Why there is no equilibrium between the CDU/CSU and the SPD? From 1949 to 2013, the SPD had  the chancellery for only 20 years. There were 18 federal elections and the SPD had more votes than the CDU/CSU only in 1972, 1998 and 2005. The margin in these three elections were small, while the CDU/CSU had huge victories until 1965 and after 1983.

There is much more equilibrium between the Labour and the Tories, the PSOE and the PP, the Democratics and the Republicans.
You should distinguish between the historic perspective and the present.
At the moment the parties left of center have a strucural potential of roughly half of the vote. So basically the SPD should poll about even with the CDU like in 2002 and 2005. But then
1. the SPD has at least two rival parties in its half (Linke, Greens, to some extent even Pirates), while the CDU/CSU at first had only the FDP, now FDP and AfD, but they are (at the moment) weaker than Linke and Greens.

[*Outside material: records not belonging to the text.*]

use reqwest::{Method, StatusCode};
use serde::de::DeserializeOwned;
use serde_json::Value;
use std::time::Duration;
use tokio::time::sleep;
use tracing::{debug, warn};
use url::Url;

use super::AdapterError;

/// Delay before the attempt following `attempt` (1-based):
/// `2^attempt × 1000ms`, so attempt 1 → 2s, attempt 2 → 4s.
pub fn backoff_delay(attempt: u32) -> Duration {
    Duration::from_millis(1000 * 2u64.saturating_pow(attempt))
}

/// Shared resilient HTTP wrapper all adapters issue requests through.
///
/// Client-class responses (4xx) propagate immediately without retry;
/// server-class responses (5xx) and network failures are retried with
/// exponential backoff up to the attempt budget, after which the last error
/// propagates.
pub struct ResilientClient {
    http: reqwest::Client,
    base_url: Url,
    api_key: String,
    max_attempts: u32,
}

impl ResilientClient {
    pub fn new(
        base_url: &str,
        api_key: &str,
        timeout: Duration,
        max_attempts: u32,
    ) -> Result<Self, AdapterError> {
        let base_url = Url::parse(base_url)
            .map_err(|e| AdapterError::Validation(format!("invalid base URL: {}", e)))?;
        let http = reqwest::Client::builder()
            .timeout(timeout)
            .build()
            .map_err(AdapterError::Network)?;
        Ok(Self {
            http,
            base_url,
            api_key: api_key.to_string(),
            max_attempts: max_attempts.max(1),
        })
    }

    pub async fn get_json<T: DeserializeOwned>(&self, path: &str) -> Result<T, AdapterError> {
        let body = self.execute(Method::GET, path, None).await?;
        decode(&body)
    }

    pub async fn post_json<T: DeserializeOwned>(
        &self,
        path: &str,
        payload: Value,
    ) -> Result<T, AdapterError> {
        let body = self.execute(Method::POST, path, Some(payload)).await?;
        decode(&body)
    }

    pub async fn delete(&self, path: &str) -> Result<(), AdapterError> {
        self.execute(Method::DELETE, path, None).await?;
        Ok(())
    }

    /// Issues one logical request, retrying server-class and network
    /// failures within the attempt budget. Returns the raw response body.
    async fn execute(
        &self,
        method: Method,
        path: &str,
        payload: Option<Value>,
    ) -> Result<String, AdapterError> {
        let url = self
            .base_url
            .join(path)
            .map_err(|e| AdapterError::Validation(format!("invalid request path: {}", e)))?;

        let mut attempt = 1u32;
        loop {
            let mut request = self
                .http
                .request(method.clone(), url.clone())
                .bearer_auth(&self.api_key);
            if let Some(ref payload) = payload {
                request = request.json(payload);
            }

            let error = match request.send().await {
                Ok(response) => {
                    let status = response.status();
                    let body = response.text().await.unwrap_or_default();
                    if status.is_success() {
                        return Ok(body);
                    }
                    classify_status(status, body)
                }
                Err(e) => AdapterError::Network(e),
            };

            if !error.is_retryable() || attempt >= self.max_attempts {
                warn!(
                    %url,
                    attempt,
                    error = %error,
                    "Partner request failed, not retrying"
                );
                return Err(error);
            }

            let delay = backoff_delay(attempt);
            debug!(
                %url,
                attempt,
                delay_ms = delay.as_millis() as u64,
                error = %error,
                "Partner request failed, backing off before retry"
            );
            sleep(delay).await;
            attempt += 1;
        }
    }
}

fn classify_status(status: StatusCode, body: String) -> AdapterError {
    let message = if body.is_empty() {
        status
            .canonical_reason()
            .unwrap_or("unknown error")
            .to_string()
    } else {
        body
    };
    if status.is_client_error() {
        AdapterError::Client {
            status: status.as_u16(),
            message,
        }
    } else {
        AdapterError::Server {
            status: status.as_u16(),
            message,
        }
    }
}

fn decode<T: DeserializeOwned>(body: &str) -> Result<T, AdapterError> {
    serde_json::from_str(body).map_err(|e| AdapterError::Decode(e.to_string()))
}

2. the federal SPD brand is still a bit damaged (not as damaged as in 2005, though), while Angela Merkel is very popular. If you look on the state level Lower Saxony and Hesse both are slightly left-of-average, but had reasonably popular CDU/FDP governments. Both lost. The CDU was still stronger than the SPD because of point 1.
3. turnout peaked in 1998 and dropped sharply in 2009. The SPD needs to win back at least some of these voters.
4. AfD seems to have catched some Linke and SPD voters.